---- RECORDS FOR THE EXERCISE

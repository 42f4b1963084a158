#![cfg(unix)]

use std::{
    fs,
    path::Path,
    process::{Command, Output},
};

use tempfile::TempDir;

const TIMESLOTS: &str = env!("CARGO_BIN_EXE_assign-timeslots");
const WORKSHOPS: &str = env!("CARGO_BIN_EXE_assign-workshops");

const TIMESLOT_INPUT: &str = "2 3\n1.0 2.0\n5 10 15\n2 4 6\n";
const WORKSHOP_INPUT: &str = "2 3 2\n0 5 2\n5 0 0\n2 0 0\n1 0\n1 1\n";

/// Stand-in for glpsol that copies `report.txt` from the working directory to
/// the `--output` path
const COPY_REPORT: &str = r#"
while [ "$#" -gt 0 ]; do
  if [ "$1" = "--output" ]; then out="$2"; fi
  shift
done
cp report.txt "$out"
"#;

const TIMESLOT_REPORT: &str = "\
Problem:    parte
Rows:       6
Columns:    9 (9 integer, 9 binary)
Non-zeros:  24
Status:     INTEGER OPTIMAL
Objective:  z = 37.5 (MINimum)

   No.   Row name        Activity     Lower bound   Upper bound
------ ------------    ------------- ------------- -------------
     1 z                        37.5
     2 una_franja[1]
                                   1             1             =

   No. Column name       Activity     Lower bound   Upper bound
------ ------------    ------------- ------------- -------------
     1 sin_asignar[3]
                    *              1             0             1
     2 asignado[2,2]
                    *              1             0             1
     3 asignado[2,1]  *  0  0  1
     4 asignado[1,1]  *  1  0  1
     5 asignado[1,2]
                    *              0             0             1
     6 sin_asignar[1]
                    *              0             0             1

Integer feasibility conditions:

End of output
";

struct Setup {
    dir: TempDir,
}

impl Setup {
    /// Sets up a working directory with the model files, an input file and a
    /// fake glpsol script
    fn new(input: &str, script: &str) -> Self {
        let dir = tempfile::tempdir().unwrap();
        fs::write(dir.path().join("parte-2-1.mod"), "end;\n").unwrap();
        fs::write(dir.path().join("parte-2-2.mod"), "end;\n").unwrap();
        fs::write(dir.path().join("input.txt"), input).unwrap();
        fs::write(dir.path().join("fake-glpsol.sh"), script).unwrap();
        Setup { dir }
    }

    fn with_report(self, report: &str) -> Self {
        fs::write(self.path().join("report.txt"), report).unwrap();
        self
    }

    fn path(&self) -> &Path {
        self.dir.path()
    }

    /// Command running `bin` with the fake glpsol on `input.txt`
    fn command(&self, bin: &str) -> Command {
        let mut cmd = Command::new(bin);
        cmd.current_dir(self.path())
            .env_remove("RUST_LOG")
            .args(["input.txt", "output.dat"])
            .args(["--glpsol", "sh", "--solver-arg", "fake-glpsol.sh"]);
        cmd
    }

    fn run(&self, bin: &str) -> Output {
        self.command(bin).output().unwrap()
    }

    fn data_written(&self) -> bool {
        self.path().join("output.dat").exists()
    }
}

fn stdout(out: &Output) -> &str {
    std::str::from_utf8(&out.stdout).unwrap()
}

fn stderr(out: &Output) -> &str {
    std::str::from_utf8(&out.stderr).unwrap()
}

#[test]
fn timeslots_example() {
    let setup = Setup::new(TIMESLOT_INPUT, COPY_REPORT).with_report(TIMESLOT_REPORT);
    let out = setup.run(TIMESLOTS);
    assert_eq!(out.status.code(), Some(0), "{}", stderr(&out));
    assert_eq!(
        stdout(&out),
        "valor óptimo = 37.50, número de variables de decisión = 9, número de restricciones = 5\n\
         BUS 1 asignado a FRANJA 1\n\
         BUS 2 asignado a FRANJA 2\n\
         BUS 3 -> NO ASIGNADO\n"
    );
    assert_eq!(stderr(&out), "");
    let data = fs::read_to_string(setup.path().join("output.dat")).unwrap();
    assert!(data.starts_with("set Autobuses := 1 2 3;\nset Franjas := 1 2;\n"));
    assert!(data.ends_with("end;\n"));
}

#[test]
fn workshops_assignment() {
    let report = "\
Status:     INTEGER OPTIMAL
Objective:  z = 5 (MINimum)

   No. Column name       Activity     Lower bound   Upper bound
------ ------------    ------------- ------------- -------------
     1 Asignado[3,2,2]
                    *              1             0             1
     2 Asignado[1,1,1]
                    *              1             0             1
     3 Asignado[2,2,1]  *  1  0  1
     4 Asignado[2,1,1]  *  0  0  1
";
    let setup = Setup::new(WORKSHOP_INPUT, COPY_REPORT).with_report(report);
    let out = setup.run(WORKSHOPS);
    assert_eq!(out.status.code(), Some(0), "{}", stderr(&out));
    assert_eq!(
        stdout(&out),
        "valor óptimo = 5.00, número de variables de decisión = 18, número de restricciones = 37\n\
         BUS 1 asignado a TALLER 1 en FRANJA 1\n\
         BUS 2 asignado a TALLER 1 en FRANJA 2\n\
         BUS 3 asignado a TALLER 2 en FRANJA 2\n"
    );
}

#[test]
fn workshops_optimal_without_records() {
    let report = "\
Status:     OPTIMAL
Objective:  z = 12.346 (MINimum)

   No. Column name       Activity     Lower bound   Upper bound
------ ------------    ------------- ------------- -------------
     1 Asignado[1,1,1]
                    *              0             0             1

End of output
";
    let setup = Setup::new(WORKSHOP_INPUT, COPY_REPORT).with_report(report);
    let out = setup.run(WORKSHOPS);
    assert_eq!(out.status.code(), Some(0), "{}", stderr(&out));
    assert_eq!(
        stdout(&out),
        "valor óptimo = 12.35, número de variables de decisión = 18, número de restricciones = 37\n"
    );
    assert!(stderr(&out).contains("Asignado[1,1,1]"));
}

#[test]
fn workshops_infeasible() {
    let report = "Status:     INFEASIBLE (FINAL)\nObjective:  z = 0 (MINimum)\n";
    let setup = Setup::new(WORKSHOP_INPUT, COPY_REPORT).with_report(report);
    let out = setup.run(WORKSHOPS);
    assert_eq!(out.status.code(), Some(7));
    assert_eq!(stdout(&out), "");
    assert!(stderr(&out).starts_with("Error: no optimal value found"));
}

#[test]
fn missing_objective() {
    let report = TIMESLOT_REPORT.replace("Objective:", "Objetivo:");
    let setup = Setup::new(TIMESLOT_INPUT, COPY_REPORT).with_report(&report);
    let out = setup.run(TIMESLOTS);
    assert_eq!(out.status.code(), Some(7));
    assert_eq!(stdout(&out), "");
}

#[test]
fn wrong_argument_count() {
    let setup = Setup::new(TIMESLOT_INPUT, COPY_REPORT);
    let out = Command::new(TIMESLOTS)
        .current_dir(setup.path())
        .arg("input.txt")
        .output()
        .unwrap();
    assert_eq!(out.status.code(), Some(1));
    assert!(stderr(&out).contains("Usage"));
    assert_eq!(stdout(&out), "");
}

#[test]
fn missing_input() {
    let setup = Setup::new(TIMESLOT_INPUT, COPY_REPORT);
    fs::remove_file(setup.path().join("input.txt")).unwrap();
    let out = setup.run(TIMESLOTS);
    assert_eq!(out.status.code(), Some(2));
    assert!(!setup.data_written());
}

#[test]
fn missing_model() {
    let setup = Setup::new(WORKSHOP_INPUT, COPY_REPORT);
    fs::remove_file(setup.path().join("parte-2-2.mod")).unwrap();
    let out = setup.run(WORKSHOPS);
    assert_eq!(out.status.code(), Some(3));
    assert!(stderr(&out).contains("parte-2-2.mod"));
    assert!(!setup.data_written());
}

#[test]
fn format_errors() {
    let setup = Setup::new("2 3\n1.0 2.0\n5 10\n2 4 6\n", COPY_REPORT);
    let out = setup.run(TIMESLOTS);
    assert_eq!(out.status.code(), Some(4));
    assert_eq!(stdout(&out), "");
    assert!(!setup.data_written());

    let setup = Setup::new("2 3 2\n0 5 2\n5 0 0\n2 0 0\n1 0\n", COPY_REPORT);
    let out = setup.run(WORKSHOPS);
    assert_eq!(out.status.code(), Some(4));
    assert!(!setup.data_written());
}

#[test]
fn glpsol_not_found() {
    let setup = Setup::new(TIMESLOT_INPUT, COPY_REPORT);
    let out = Command::new(TIMESLOTS)
        .current_dir(setup.path())
        .args(["input.txt", "output.dat", "--glpsol", "./no-such-glpsol"])
        .output()
        .unwrap();
    assert_eq!(out.status.code(), Some(5));
    assert_eq!(stdout(&out), "");
}

#[test]
fn glpsol_fails() {
    let setup = Setup::new(TIMESLOT_INPUT, "echo 'glp_read_data: syntax error' >&2\nexit 1\n");
    let out = setup.run(TIMESLOTS);
    assert_eq!(out.status.code(), Some(6));
    assert!(stderr(&out).contains("glp_read_data: syntax error"));
    assert_eq!(stdout(&out), "");
}

#[test]
fn report_not_written() {
    let setup = Setup::new(WORKSHOP_INPUT, "exit 0\n");
    let out = setup.run(WORKSHOPS);
    assert_eq!(out.status.code(), Some(6));
    assert_eq!(stdout(&out), "");
}

#[test]
fn glpsol_timeout() {
    let setup = Setup::new(TIMESLOT_INPUT, "sleep 5\n");
    let out = setup
        .command(TIMESLOTS)
        .args(["--timeout", "1"])
        .output()
        .unwrap();
    assert_eq!(out.status.code(), Some(6));
    assert_eq!(stdout(&out), "");
}

#[test]
fn explicit_model_path() {
    let setup = Setup::new(TIMESLOT_INPUT, COPY_REPORT).with_report(TIMESLOT_REPORT);
    fs::create_dir(setup.path().join("models")).unwrap();
    fs::rename(
        setup.path().join("parte-2-1.mod"),
        setup.path().join("models/bus.mod"),
    )
    .unwrap();
    let out = setup
        .command(TIMESLOTS)
        .args(["--model", "models/bus.mod"])
        .output()
        .unwrap();
    assert_eq!(out.status.code(), Some(0), "{}", stderr(&out));
    assert!(stdout(&out).starts_with("valor óptimo = 37.50"));
}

--------

**BRIEF**: Output each line of the records above exactly, beginning at the first, and stop once the line containing "const TIMESLOTS: &str" has been output.

**RESULT FOR THIS EXERCISE**:
repository 42f4b1963084a158
#![cfg(unix)]

use std::{
    fs,
    path::Path,
    process::{Command, Output},
};

use tempfile::TempDir;

const TIMESLOTS: &str = env!("CARGO_BIN_EXE_assign-timeslots");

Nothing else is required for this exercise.